The ‘feeling’ aspect of the typical ‘thinking, feeling, doing’ channels.
Ann McDonald
Associate Professor
Northeastern University
This presentation will provide critical visual analysis of
various methods currently used for mapping emotions over time in experience
maps and point to possible alternate methods. The intent is to challenge
designers and researchers to examine the value of more meaningful data
collection and visual synthesis of the emotional component or the ‘feeling’ aspect
of the typical ‘thinking, feeling, doing’ channels represented in experience
maps. (1)
Experience maps are timelines or chronologies created to help
understand complex, abstract interactions that occur over time in the context
of a customer or user achieving a goal or meeting a need. Design teams use
experience and customer journey mapping and storyboard templates (2, 3) as a
means to collect, analyze, and visually synthesize research observations of
user experiences. These maps aid in the understanding of existing conditions,
help identify pain points, and foster consensus about how to improve product
and service offerings.
Mapping experiences is one of the multiple methods used to foster
empathy in designers and collaborators. We develop understanding and empathy
through interviews, observation, and the willingness to take time to discover
the internal thoughts and reactions that drive others. A key element of
experience mapping is representing changes in emotions over time. But temporal
emotions are often simplified to a y-axis mapping of the intensity of vaguely
identified emotions across an x-axis of phases over time. Emoticons and color
are often added to define changes in positive and negative emotions.

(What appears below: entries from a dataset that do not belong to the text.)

use crate::model::Criterion;
use anyhow::{anyhow, Context, Result};
use serde::{Deserialize, Serialize};
use std::collections::{BTreeMap, BTreeSet};
use std::fs;
use std::path::{Path, PathBuf};

pub const DEFAULT_CONFIG_YAML: &str = include_str!("../config/default.yaml");

#[derive(Debug, Clone, Serialize, Deserialize)]
pub struct AnalysisConfig {
    #[serde(default)]
    pub version: Option<String>,
    pub results_root: PathBuf,
    #[serde(default = "default_output_json")]
    pub output_json: PathBuf,
    #[serde(default = "default_model_cards_dir")]
    pub model_cards_dir: PathBuf,
    #[serde(default)]
    pub tag_criteria: BTreeMap<String, Criterion>,
    pub datasets: Vec<DatasetConfig>,
    #[serde(default)]
    pub charts: ChartConfig,
}

#[derive(Debug, Clone, Serialize, Deserialize)]
pub struct DatasetConfig {
    pub name: String,
    pub tags_of_interest: Vec<String>,
    #[serde(default)]
    pub difficulty_or_pattern_filter: Option<Vec<u32>>,
    #[serde(default)]
    pub important_tags: BTreeMap<u32, Vec<String>>,
}

impl DatasetConfig {
    /// The axis filter, with an empty list treated the same as no list.
    pub fn axis_filter(&self) -> Option<&[u32]> {
        self.difficulty_or_pattern_filter
            .as_deref()
            .filter(|values| !values.is_empty())
    }

    pub fn important_tags_for(&self, task: u32) -> &[String] {
        self.important_tags
            .get(&task)
            .map(Vec::as_slice)
            .unwrap_or(&[])
    }

    pub fn split_dir(&self, results_root: &Path, split: &str) -> PathBuf {
        results_root.join(&self.name).join(split)
    }
}

#[derive(Debug, Clone, Serialize, Deserialize)]
pub struct ChartConfig {
    #[serde(default = "default_downsample")]
    pub downsample: usize,
    #[serde(default)]
    pub excluded_curve_tags: Vec<String>,
    #[serde(default)]
    pub excluded_sheet_tags: Vec<String>,
    #[serde(default)]
    pub summary_tags: Vec<SummaryTags>,
    #[serde(default)]
    pub scalability: Vec<ScalabilityPanel>,
}

impl Default for ChartConfig {
    fn default() -> Self {
        Self {
            downsample: default_downsample(),
            excluded_curve_tags: Vec::new(),
            excluded_sheet_tags: Vec::new(),
            summary_tags: Vec::new(),
            scalability: Vec::new(),
        }
    }
}

#[derive(Debug, Clone, Serialize, Deserialize)]
pub struct SummaryTags {
    pub dataset: String,
    pub tags: Vec<String>,
}

#[derive(Debug, Clone, Serialize, Deserialize)]
pub struct ScalabilityPanel {
    pub dataset: String,
    pub title: String,
    pub tags: Vec<String>,
}

fn default_output_json() -> PathBuf {
    PathBuf::from("best_models_per_task_difficulty_id.json")
}

fn default_model_cards_dir() -> PathBuf {
    PathBuf::from("hf_yaml_files")
}

fn default_downsample() -> usize {
    1
}

impl AnalysisConfig {
    pub fn builtin() -> Result<Self> {
        Self::from_yaml_str(DEFAULT_CONFIG_YAML).context("parsing built-in config")
    }

    pub fn load(path: &Path) -> Result<Self> {
        let data = fs::read_to_string(path)
            .with_context(|| format!("reading config {}", path.display()))?;
        Self::from_yaml_str(&data).with_context(|| format!("parsing config {}", path.display()))
    }

    pub fn from_yaml_str(data: &str) -> Result<Self> {
        let config: AnalysisConfig = serde_yaml::from_str(data)?;
        for warning in config.validate()? {
            tracing::warn!("{}", warning);
        }
        Ok(config)
    }

    pub fn dataset(&self, name: &str) -> Option<&DatasetConfig> {
        self.datasets.iter().find(|d| d.name == name)
    }

    /// Hard errors are returned as `Err`; soft problems come back as warnings.
    pub fn validate(&self) -> Result<Vec<String>> {
        let mut seen = BTreeSet::new();
        for dataset in &self.datasets {
            if !seen.insert(dataset.name.as_str()) {
                return Err(anyhow!("duplicate dataset name: {}", dataset.name));
            }
        }
        if self.charts.downsample == 0 {
            return Err(anyhow!("charts.downsample must be >= 1"));
        }

        let mut warnings = Vec::new();
        for dataset in &self.datasets {
            for (task, tags) in &dataset.important_tags {
                if tags.is_empty() {
                    warnings.push(format!(
                        "dataset {} task {} lists no important tags",
                        dataset.name, task
                    ));
                }
                for tag in tags {
                    if !self.tag_criteria.contains_key(tag) {
                        warnings.push(format!(
                            "dataset {} task {}: important tag '{}' has no criterion",
                            dataset.name, task, tag
                        ));
                    }
                    if !dataset.tags_of_interest.contains(tag) {
                        warnings.push(format!(
                            "dataset {} task {}: important tag '{}' is not a tag of interest",
                            dataset.name, task, tag
                        ));
                    }
                }
            }
        }
        for row in &self.charts.summary_tags {
            if self.dataset(&row.dataset).is_none() {
                warnings.push(format!("charts.summary_tags names unknown dataset {}", row.dataset));
            }
        }
        for panel in &self.charts.scalability {
            if self.dataset(&panel.dataset).is_none() {
                warnings.push(format!("charts.scalability names unknown dataset {}", panel.dataset));
            }
        }
        Ok(warnings)
    }
}

#[cfg(test)]
mod tests {
    use super::*;

    #[test]
    fn builtin_config_parses_and_is_clean() {
        let config = AnalysisConfig::builtin().expect("built-in config");
        assert_eq!(config.datasets.len(), 5);
        assert!(config.validate().expect("valid").is_empty());
        let opc = config.dataset("OceanPlasticCollection").expect("opc");
        assert_eq!(opc.axis_filter(), None);
        let wfc = config.dataset("WindFarmControl").expect("wfc");
        assert_eq!(wfc.axis_filter().map(<[u32]>::len), Some(9));
        assert_eq!(
            wfc.important_tags_for(1),
            &["WindFarmControl/Avoid Damage Reward".to_string()]
        );
        assert!(wfc.important_tags_for(7).is_empty());
        assert_eq!(
            config.tag_criteria.get("AerialWildfireSuppression/Crash Count"),
            Some(&Criterion::Min)
        );
        assert_eq!(config.charts.scalability.len(), 3);
    }

    #[test]
    fn empty_filter_means_no_filter() {
        let dataset = DatasetConfig {
            name: "X".to_string(),
            tags_of_interest: vec![],
            difficulty_or_pattern_filter: Some(vec![]),
            important_tags: BTreeMap::new(),
        };
        assert_eq!(dataset.axis_filter(), None);
    }

    #[test]
    fn unknown_criterion_is_rejected() {
        let yaml = "results_root: r\ntag_criteria: {A: biggest}\ndatasets: []\n";
        assert!(AnalysisConfig::from_yaml_str(yaml).is_err());
    }

    #[test]
    fn validate_reports_soft_problems_and_duplicates() {
        let yaml = r#"
results_root: r
tag_criteria: {A: max}
datasets:
  - name: X
    tags_of_interest: [A]
    important_tags:
      0: [B]
"#;
        let config: AnalysisConfig = serde_yaml::from_str(yaml).expect("parse");
        let warnings = config.validate().expect("no hard errors");
        assert_eq!(warnings.len(), 2, "warnings: {:?}", warnings);
        assert!(warnings.iter().any(|w| w.contains("no criterion")));

        let dup = "results_root: r\ndatasets:\n  - {name: X, tags_of_interest: []}\n  - {name: X, tags_of_interest: []}\n";
        let config: AnalysisConfig = serde_yaml::from_str(dup).expect("parse");
        let err = config.validate().expect_err("duplicate");
        assert!(err.to_string().contains("duplicate dataset name"));
    }
}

Conventions from literature also inform these models based on highs and lows of
story arcs over narrative time.
We need to ensure there is adequate data collected by design
research teams so we can meaningfully represent changes in emotional states. As
humans, we readily pay attention to physical changes in the face, voice, and
body as a means for expressing emotions. But understanding another’s cognitive
and emotional states takes time and training in observation and interview
techniques. Experience maps are often a synthesis of multiple individuals’ journeys
and represent the experience of a persona–a summary user archetype crafted from
research on multiple individuals in order to represent varied user types.
Some concerns found with personas development and use—they can be
biased by their creators, based on insufficient or non-representative data, or
used to justify preconceptions—may also follow as concerns for emotion mapping.

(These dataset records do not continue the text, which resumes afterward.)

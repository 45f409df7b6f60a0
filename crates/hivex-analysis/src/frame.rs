//! Columnar view of an observation table for grouped aggregation.

use hivex_core::ObservationTable;
use polars::prelude::*;

pub const TASK: &str = "task";
pub const AXIS: &str = "axis";
pub const ID: &str = "id";
pub const SOURCE: &str = "source";
pub const STEP: &str = "step";
pub const TAG: &str = "tag";
pub const VALUE: &str = "value";
pub const AGENT_COUNT: &str = "agent_count";

pub const MEAN: &str = "mean";
pub const STD: &str = "std";
pub const COUNT: &str = "count";

/// One row per observation. Non-finite samples are stored as nulls so every
/// mean and std skips them.
pub fn observation_frame(table: &ObservationTable) -> PolarsResult<DataFrame> {
    let rows = table.rows();
    DataFrame::new(vec![
        Series::new(TASK, rows.iter().map(|o| o.task()).collect::<Vec<u32>>()),
        Series::new(AXIS, rows.iter().map(|o| o.axis_value()).collect::<Vec<Option<u32>>>()),
        Series::new(ID, rows.iter().map(|o| o.run_id()).collect::<Vec<u32>>()),
        Series::new(SOURCE, rows.iter().map(|o| o.source.as_str()).collect::<Vec<&str>>()),
        Series::new(STEP, rows.iter().map(|o| o.step).collect::<Vec<i64>>()),
        Series::new(TAG, rows.iter().map(|o| o.tag.as_str()).collect::<Vec<&str>>()),
        Series::new(
            VALUE,
            rows.iter()
                .map(|o| Some(o.value).filter(|v| v.is_finite()))
                .collect::<Vec<Option<f64>>>(),
        ),
        Series::new(
            AGENT_COUNT,
            rows.iter().map(|o| o.run.agent_count).collect::<Vec<Option<u32>>>(),
        ),
    ])
}

/// Mean, sample std (ddof 1) and non-null count of `value`.
pub fn value_stats() -> [Expr; 3] {
    [
        col(VALUE).mean().alias(MEAN),
        col(VALUE).std(1).alias(STD),
        col(VALUE).count().cast(DataType::UInt32).alias(COUNT),
    ]
}

/// The std column is only meaningful with two or more samples.
pub(crate) fn sample_std(std: Option<f64>, count: u32) -> Option<f64> {
    std.filter(|s| count >= 2 && s.is_finite())
}
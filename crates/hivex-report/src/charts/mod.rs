//! Renderings of the aggregated results: training curves, average heatmap
//! sheets, the cross-environment summary and agent-count scaling. Each chart
//! is drawn to SVG and converted to a PDF of the same stem.

pub mod curves;
pub mod heatmap;
pub mod palette;
pub mod scaling;

pub use curves::{curve_file_stem, render_training_curves};
pub use heatmap::{render_average_sheet, render_summary_sheet, SummaryRow};
pub use scaling::{render_scalability, ScalabilityData};

use anyhow::{anyhow, Context, Result};
use plotters::coord::Shift;
use plotters::prelude::*;
use std::ops::Range;
use std::path::{Path, PathBuf};
use svg2pdf::usvg;
use svg2pdf::{ConversionOptions, PageOptions};

pub(crate) type SvgArea<'a> = DrawingArea<SVGBackend<'a>, Shift>;

pub(crate) const FONT: &str = "sans-serif";

fn svg_to_pdf(svg: &str) -> Result<Vec<u8>> {
    let mut options = usvg::Options::default();
    options.fontdb_mut().load_system_fonts();
    let tree = usvg::Tree::from_str(svg, &options).context("parse rendered svg")?;
    svg2pdf::to_pdf(&tree, ConversionOptions::default(), PageOptions::default())
        .map_err(|err| anyhow!("convert svg to pdf: {:?}", err))
}

/// Writes `<stem>.svg` and `<stem>.pdf` under `out_dir`; returns the PDF path.
pub(crate) fn save_chart(out_dir: &Path, stem: &str, svg: &str) -> Result<PathBuf> {
    hivex_core::ensure_dir(out_dir)?;
    hivex_core::atomic_write_bytes(&out_dir.join(format!("{}.svg", stem)), svg.as_bytes())?;
    let pdf = out_dir.join(format!("{}.pdf", stem));
    hivex_core::atomic_write_bytes(&pdf, &svg_to_pdf(svg)?)?;
    Ok(pdf)
}

/// `[lo, hi]` of the values, widened so a flat series still gets an axis.
pub(crate) fn padded_range<I: IntoIterator<Item = f64>>(values: I) -> Range<f64> {
    let mut lo = f64::INFINITY;
    let mut hi = f64::NEG_INFINITY;
    for v in values.into_iter().filter(|v| v.is_finite()) {
        lo = lo.min(v);
        hi = hi.max(v);
    }
    if lo > hi {
        return 0.0..1.0;
    }
    let pad = if hi > lo { (hi - lo) * 0.05 } else { lo.abs().max(1.0) * 0.5 };
    (lo - pad)..(hi + pad)
}

/// Second path segment of a tag (`Environment/Cumulative Reward` -> `Cumulative Reward`).
pub(crate) fn tag_segment(tag: &str) -> &str {
    tag.split('/').nth(1).unwrap_or(tag)
}

pub(crate) fn capitalize(word: &str) -> String {
    let mut chars = word.chars();
    match chars.next() {
        Some(first) => first.to_uppercase().chain(chars).collect(),
        None => String::new(),
    }
}

pub(crate) fn grid_rows(items: usize, cols: usize) -> usize {
    items.div_ceil(cols).max(1)
}
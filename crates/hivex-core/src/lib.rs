//! Shared data model, run-name parsing, configuration and filesystem helpers
//! for the HIVEX results tooling.

pub mod config;
pub mod fsutil;
pub mod model;
pub mod naming;

pub use config::{AnalysisConfig, ChartConfig, DatasetConfig, ScalabilityPanel, SummaryTags};
pub use fsutil::{atomic_write_bytes, atomic_write_json_pretty, copy_dir_contents, ensure_dir};
pub use model::{
    axis_key_str, axis_value_str, AxisKind, AxisPoint, Criterion, Observation, ObservationTable,
    RunIdentity, Source,
};
pub use naming::{parse_run_name, RunNameError};
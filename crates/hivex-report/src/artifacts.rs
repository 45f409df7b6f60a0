use anyhow::Result;
use hivex_core::copy_dir_contents;
use std::path::{Path, PathBuf};

pub fn training_run_dir(results_root: &Path, dataset: &str, original_train_name: &str) -> PathBuf {
    results_root.join(dataset).join("train").join(original_train_name)
}

/// Copies the winning training run (policies, checkpoints, event files) into
/// `dest`. A missing run is reported and yields `None`.
pub fn copy_training_artifacts(
    results_root: &Path,
    dataset: &str,
    original_train_name: &str,
    dest: &Path,
) -> Result<Option<u64>> {
    let src = training_run_dir(results_root, dataset, original_train_name);
    if !src.is_dir() {
        tracing::warn!(src = %src.display(), "training run not found, card written without artifacts");
        return Ok(None);
    }
    let copied = copy_dir_contents(&src, dest)?;
    tracing::debug!(src = %src.display(), dest = %dest.display(), files = copied, "copied training artifacts");
    Ok(Some(copied))
}

#[cfg(test)]
mod tests {
    use super::*;
    use std::fs;

    #[test]
    fn missing_run_is_not_an_error() {
        let root = std::env::temp_dir().join(format!(
            "hivex_artifacts_test_{}_{}",
            std::process::id(),
            chrono::Utc::now().timestamp_micros()
        ));
        let dest = root.join("card");
        let copied = copy_training_artifacts(&root, "WindFarmControl", "nope_train", &dest).expect("copy");
        assert_eq!(copied, None);
        assert!(!dest.exists());

        let run = training_run_dir(&root, "WindFarmControl", "WindFarmControl_pattern_1_task_0_run_id_0_train");
        fs::create_dir_all(run.join("Agent").join("checkpoints")).expect("mkdir");
        fs::write(run.join("Agent").join("Agent.onnx"), b"x").expect("write");
        fs::write(run.join("Agent").join("checkpoints").join("Agent-10.pt"), b"y").expect("write");
        let copied = copy_training_artifacts(
            &root,
            "WindFarmControl",
            "WindFarmControl_pattern_1_task_0_run_id_0_train",
            &dest,
        )
        .expect("copy");
        assert_eq!(copied, Some(2));
        assert!(dest.join("Agent").join("checkpoints").join("Agent-10.pt").is_file());
        let _ = fs::remove_dir_all(root);
    }
}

(4) If we openly question experience mapping templates and assumptions, what
alternate visual models of understanding experience and temporal emotions can
evolve? What can be learned from other temporal representation models and
fields to enrich research synthesis and visualization connecting storytelling
(qualitative) and data (quantitative) to increase understanding and
envisioning? How can we better use the power of information design to explain
events and expose narratives, patterns, emotional responses, and relationships
across time? How can we be more mindful of any culturally specific connotations
of color and emotional response?
As information designers, we have an opportunity to create
alternative models to communicate emotions and relations and connect multiple
scales and time frames. Design teams could benefit from the use of more
rigorous methods to offer nuanced representations of complex experiences that
occur over both micro and macro time frames. This work is part of a broader investigation
of notational systems and historical and innovative mapping as scores of
experiences across multiple fields such as music, dance, performance,
improvisation, urban planning, sports, etc.
1 Adaptive Path’s A guide to Experience Mapping, 2013.
2 Kalbach, James. Mapping Experiences: A Complete Guide to
Creating Value through Journeys,
Blueprints, and Diagrams. O’Reilly Media, 2016.
3 Lupton, Ellen. Design Is Storytelling. Smithsonian Design
Museum, 2017.
4 Salminen, J., Jansen, J., An, J., Kwak, H., & Jung, S.
(2018). Are personas done? Evaluating their usefulness in the age of digital
analytics. Persona Studies, 4, 47.
Barrett, L. F. (2012). Emotions are real. Emotion, 12(3), 413–429.
McCloud, S. (1994). Understanding Comics. Harper Collins.
Rodrigues, D., Prada, M., Gaspar, R., Garrido, M. V., & Lopes, D. (2018). Lisbon Emoji and Emoticon Database (LEED): Norms for emoji and emoticons in seven evaluative dimensions. Behavior Research Methods, 50(1), 392–405. image: The “rose of temperaments” (Temperamenten-Rose) compiled by Goethe and Schiller in 1798/9. https://en.wikipedia.org/wiki/Color_psychology#/media/File:Goethe_Schiller_Die_Temperamentenrose.jpg
This research was presented at the Design Incubation Colloquium 6.2: CAA 2020 Conference Chicago on February 14, 2020.